*Exercise brief*
Reproduce the first line of the entries that follow and each later line, word for word, ending with the one containing "to build HTTP".

──────── Input for this task

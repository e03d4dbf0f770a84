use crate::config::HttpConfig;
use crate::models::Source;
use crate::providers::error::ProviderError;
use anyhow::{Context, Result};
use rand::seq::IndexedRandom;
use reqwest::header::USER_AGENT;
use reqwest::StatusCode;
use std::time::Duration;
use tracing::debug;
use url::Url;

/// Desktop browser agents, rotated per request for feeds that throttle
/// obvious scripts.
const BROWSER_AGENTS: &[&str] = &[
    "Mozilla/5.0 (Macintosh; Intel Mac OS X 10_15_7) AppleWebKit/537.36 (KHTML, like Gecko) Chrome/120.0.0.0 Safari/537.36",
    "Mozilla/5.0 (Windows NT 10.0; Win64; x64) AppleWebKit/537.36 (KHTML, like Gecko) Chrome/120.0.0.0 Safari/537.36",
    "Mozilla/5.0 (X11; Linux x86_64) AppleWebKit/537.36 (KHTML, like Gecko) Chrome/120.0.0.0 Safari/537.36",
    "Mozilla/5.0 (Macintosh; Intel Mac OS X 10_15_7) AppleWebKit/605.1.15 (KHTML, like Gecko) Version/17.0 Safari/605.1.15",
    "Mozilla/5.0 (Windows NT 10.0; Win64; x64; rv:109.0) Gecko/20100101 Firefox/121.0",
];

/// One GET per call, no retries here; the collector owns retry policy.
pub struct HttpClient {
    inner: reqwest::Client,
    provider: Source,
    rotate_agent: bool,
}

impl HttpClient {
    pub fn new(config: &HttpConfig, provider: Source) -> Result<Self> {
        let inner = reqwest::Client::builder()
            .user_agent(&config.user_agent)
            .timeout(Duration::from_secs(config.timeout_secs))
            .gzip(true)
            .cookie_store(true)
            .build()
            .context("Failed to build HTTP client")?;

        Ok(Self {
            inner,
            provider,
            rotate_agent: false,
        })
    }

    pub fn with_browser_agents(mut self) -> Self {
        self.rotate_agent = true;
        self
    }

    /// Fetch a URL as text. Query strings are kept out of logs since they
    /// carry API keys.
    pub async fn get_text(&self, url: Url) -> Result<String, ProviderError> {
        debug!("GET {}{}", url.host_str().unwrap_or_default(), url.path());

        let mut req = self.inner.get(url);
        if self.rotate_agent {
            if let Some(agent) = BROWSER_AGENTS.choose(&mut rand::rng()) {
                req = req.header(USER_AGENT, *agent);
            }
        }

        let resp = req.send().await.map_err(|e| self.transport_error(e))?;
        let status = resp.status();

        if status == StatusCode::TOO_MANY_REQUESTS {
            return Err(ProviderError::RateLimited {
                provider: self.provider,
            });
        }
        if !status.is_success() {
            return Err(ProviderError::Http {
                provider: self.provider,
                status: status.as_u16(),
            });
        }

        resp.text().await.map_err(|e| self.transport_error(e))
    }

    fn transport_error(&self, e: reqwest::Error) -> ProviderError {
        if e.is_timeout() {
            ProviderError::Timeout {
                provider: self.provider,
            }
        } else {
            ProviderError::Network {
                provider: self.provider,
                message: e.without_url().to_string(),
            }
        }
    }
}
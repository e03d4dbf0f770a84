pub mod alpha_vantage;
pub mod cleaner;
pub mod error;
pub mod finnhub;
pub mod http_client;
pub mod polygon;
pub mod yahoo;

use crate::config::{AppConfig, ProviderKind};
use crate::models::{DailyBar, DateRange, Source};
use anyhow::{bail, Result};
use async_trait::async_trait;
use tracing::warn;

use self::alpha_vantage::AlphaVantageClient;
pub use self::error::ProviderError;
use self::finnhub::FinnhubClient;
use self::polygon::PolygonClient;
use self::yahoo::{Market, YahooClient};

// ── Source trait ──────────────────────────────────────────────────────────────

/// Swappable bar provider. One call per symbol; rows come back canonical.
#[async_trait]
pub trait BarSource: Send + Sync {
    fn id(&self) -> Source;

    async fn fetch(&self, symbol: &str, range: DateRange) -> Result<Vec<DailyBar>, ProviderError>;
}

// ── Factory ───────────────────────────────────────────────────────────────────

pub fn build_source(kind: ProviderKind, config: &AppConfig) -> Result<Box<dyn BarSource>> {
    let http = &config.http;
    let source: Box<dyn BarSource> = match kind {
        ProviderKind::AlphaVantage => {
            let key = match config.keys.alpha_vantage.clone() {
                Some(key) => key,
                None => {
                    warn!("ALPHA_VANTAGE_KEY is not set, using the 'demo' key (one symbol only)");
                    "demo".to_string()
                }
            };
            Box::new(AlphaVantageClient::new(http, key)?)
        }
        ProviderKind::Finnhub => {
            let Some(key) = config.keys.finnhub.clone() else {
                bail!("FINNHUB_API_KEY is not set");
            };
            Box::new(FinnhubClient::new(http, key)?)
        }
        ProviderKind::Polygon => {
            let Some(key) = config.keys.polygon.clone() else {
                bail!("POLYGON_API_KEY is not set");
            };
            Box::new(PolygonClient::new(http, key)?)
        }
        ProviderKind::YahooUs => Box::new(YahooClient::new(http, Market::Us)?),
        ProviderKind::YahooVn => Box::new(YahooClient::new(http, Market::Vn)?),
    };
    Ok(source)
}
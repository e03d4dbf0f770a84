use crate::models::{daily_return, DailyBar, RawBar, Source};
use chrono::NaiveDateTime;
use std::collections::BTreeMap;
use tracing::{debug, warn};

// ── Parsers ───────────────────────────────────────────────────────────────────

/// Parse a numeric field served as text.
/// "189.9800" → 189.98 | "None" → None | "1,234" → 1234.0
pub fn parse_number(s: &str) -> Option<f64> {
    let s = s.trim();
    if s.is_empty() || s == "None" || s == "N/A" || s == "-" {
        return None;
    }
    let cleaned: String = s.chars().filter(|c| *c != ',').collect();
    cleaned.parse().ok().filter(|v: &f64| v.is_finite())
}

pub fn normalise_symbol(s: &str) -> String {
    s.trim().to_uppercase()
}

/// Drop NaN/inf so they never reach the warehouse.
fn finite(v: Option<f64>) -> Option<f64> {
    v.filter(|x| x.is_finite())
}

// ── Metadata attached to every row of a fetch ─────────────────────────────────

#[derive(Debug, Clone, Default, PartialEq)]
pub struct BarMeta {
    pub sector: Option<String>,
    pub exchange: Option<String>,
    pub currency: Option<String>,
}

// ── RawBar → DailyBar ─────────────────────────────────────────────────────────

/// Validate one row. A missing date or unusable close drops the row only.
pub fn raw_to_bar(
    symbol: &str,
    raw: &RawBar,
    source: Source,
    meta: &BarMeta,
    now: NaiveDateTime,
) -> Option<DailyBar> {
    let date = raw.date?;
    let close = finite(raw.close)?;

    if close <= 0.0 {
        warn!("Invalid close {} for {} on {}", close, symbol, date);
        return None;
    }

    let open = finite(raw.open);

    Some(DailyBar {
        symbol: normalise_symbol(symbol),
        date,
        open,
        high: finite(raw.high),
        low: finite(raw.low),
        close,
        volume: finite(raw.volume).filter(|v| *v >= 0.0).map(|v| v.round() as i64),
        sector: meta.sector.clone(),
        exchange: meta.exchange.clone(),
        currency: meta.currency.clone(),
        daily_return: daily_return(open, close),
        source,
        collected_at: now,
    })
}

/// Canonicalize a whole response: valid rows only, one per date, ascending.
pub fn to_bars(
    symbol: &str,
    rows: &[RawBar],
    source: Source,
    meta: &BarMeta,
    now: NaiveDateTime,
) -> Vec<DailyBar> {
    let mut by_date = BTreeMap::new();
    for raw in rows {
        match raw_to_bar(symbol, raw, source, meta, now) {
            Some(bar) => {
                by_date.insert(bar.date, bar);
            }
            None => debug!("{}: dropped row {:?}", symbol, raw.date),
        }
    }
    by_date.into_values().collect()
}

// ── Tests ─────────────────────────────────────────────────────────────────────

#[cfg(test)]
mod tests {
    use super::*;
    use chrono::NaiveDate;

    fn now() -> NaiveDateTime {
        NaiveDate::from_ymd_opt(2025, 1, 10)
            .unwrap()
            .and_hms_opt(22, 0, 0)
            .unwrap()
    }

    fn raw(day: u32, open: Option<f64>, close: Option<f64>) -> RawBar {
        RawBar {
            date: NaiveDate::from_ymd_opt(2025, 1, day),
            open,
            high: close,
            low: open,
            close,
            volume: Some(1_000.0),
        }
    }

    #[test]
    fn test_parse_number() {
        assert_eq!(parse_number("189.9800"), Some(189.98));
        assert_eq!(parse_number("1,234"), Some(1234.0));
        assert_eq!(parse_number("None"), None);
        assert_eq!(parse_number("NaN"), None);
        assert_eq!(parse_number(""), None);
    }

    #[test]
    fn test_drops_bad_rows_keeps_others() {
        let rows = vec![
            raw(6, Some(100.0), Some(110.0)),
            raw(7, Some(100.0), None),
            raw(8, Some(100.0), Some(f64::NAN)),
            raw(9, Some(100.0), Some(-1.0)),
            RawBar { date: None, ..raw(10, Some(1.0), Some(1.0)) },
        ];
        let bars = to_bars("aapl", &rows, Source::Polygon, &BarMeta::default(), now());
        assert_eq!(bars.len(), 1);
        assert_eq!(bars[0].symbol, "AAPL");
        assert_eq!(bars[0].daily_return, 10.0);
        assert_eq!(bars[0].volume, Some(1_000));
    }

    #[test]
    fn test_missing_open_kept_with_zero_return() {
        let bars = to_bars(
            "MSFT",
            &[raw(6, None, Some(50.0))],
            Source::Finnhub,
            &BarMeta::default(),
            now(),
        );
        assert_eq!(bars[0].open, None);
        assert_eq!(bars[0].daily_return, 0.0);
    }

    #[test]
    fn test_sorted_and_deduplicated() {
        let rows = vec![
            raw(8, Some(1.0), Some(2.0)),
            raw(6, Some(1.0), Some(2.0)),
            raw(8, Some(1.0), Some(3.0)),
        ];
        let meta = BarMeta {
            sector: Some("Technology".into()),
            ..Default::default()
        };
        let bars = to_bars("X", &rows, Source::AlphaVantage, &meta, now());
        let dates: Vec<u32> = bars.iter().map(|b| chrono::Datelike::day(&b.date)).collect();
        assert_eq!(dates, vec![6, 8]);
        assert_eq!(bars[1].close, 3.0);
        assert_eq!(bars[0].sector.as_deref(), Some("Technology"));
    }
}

────────────────

*Answer to this task*
repository e03d4dbf0f770a84
use crate::config::HttpConfig;
use crate::models::Source;
use crate::providers::error::ProviderError;
use anyhow::{Context, Result};
use rand::seq::IndexedRandom;
use reqwest::header::USER_AGENT;
use reqwest::StatusCode;
use std::time::Duration;
use tracing::debug;
use url::Url;

/// Desktop browser agents, rotated per request for feeds that throttle
/// obvious scripts.
const BROWSER_AGENTS: &[&str] = &[
    "Mozilla/5.0 (Macintosh; Intel Mac OS X 10_15_7) AppleWebKit/537.36 (KHTML, like Gecko) Chrome/120.0.0.0 Safari/537.36",
    "Mozilla/5.0 (Windows NT 10.0; Win64; x64) AppleWebKit/537.36 (KHTML, like Gecko) Chrome/120.0.0.0 Safari/537.36",
    "Mozilla/5.0 (X11; Linux x86_64) AppleWebKit/537.36 (KHTML, like Gecko) Chrome/120.0.0.0 Safari/537.36",
    "Mozilla/5.0 (Macintosh; Intel Mac OS X 10_15_7) AppleWebKit/605.1.15 (KHTML, like Gecko) Version/17.0 Safari/605.1.15",
    "Mozilla/5.0 (Windows NT 10.0; Win64; x64; rv:109.0) Gecko/20100101 Firefox/121.0",
];

/// One GET per call, no retries here; the collector owns retry policy.
pub struct HttpClient {
    inner: reqwest::Client,
    provider: Source,
    rotate_agent: bool,
}

impl HttpClient {
    pub fn new(config: &HttpConfig, provider: Source) -> Result<Self> {
        let inner = reqwest::Client::builder()
            .user_agent(&config.user_agent)
            .timeout(Duration::from_secs(config.timeout_secs))
            .gzip(true)
            .cookie_store(true)
            .build()
            .context("Failed to build HTTP client")?;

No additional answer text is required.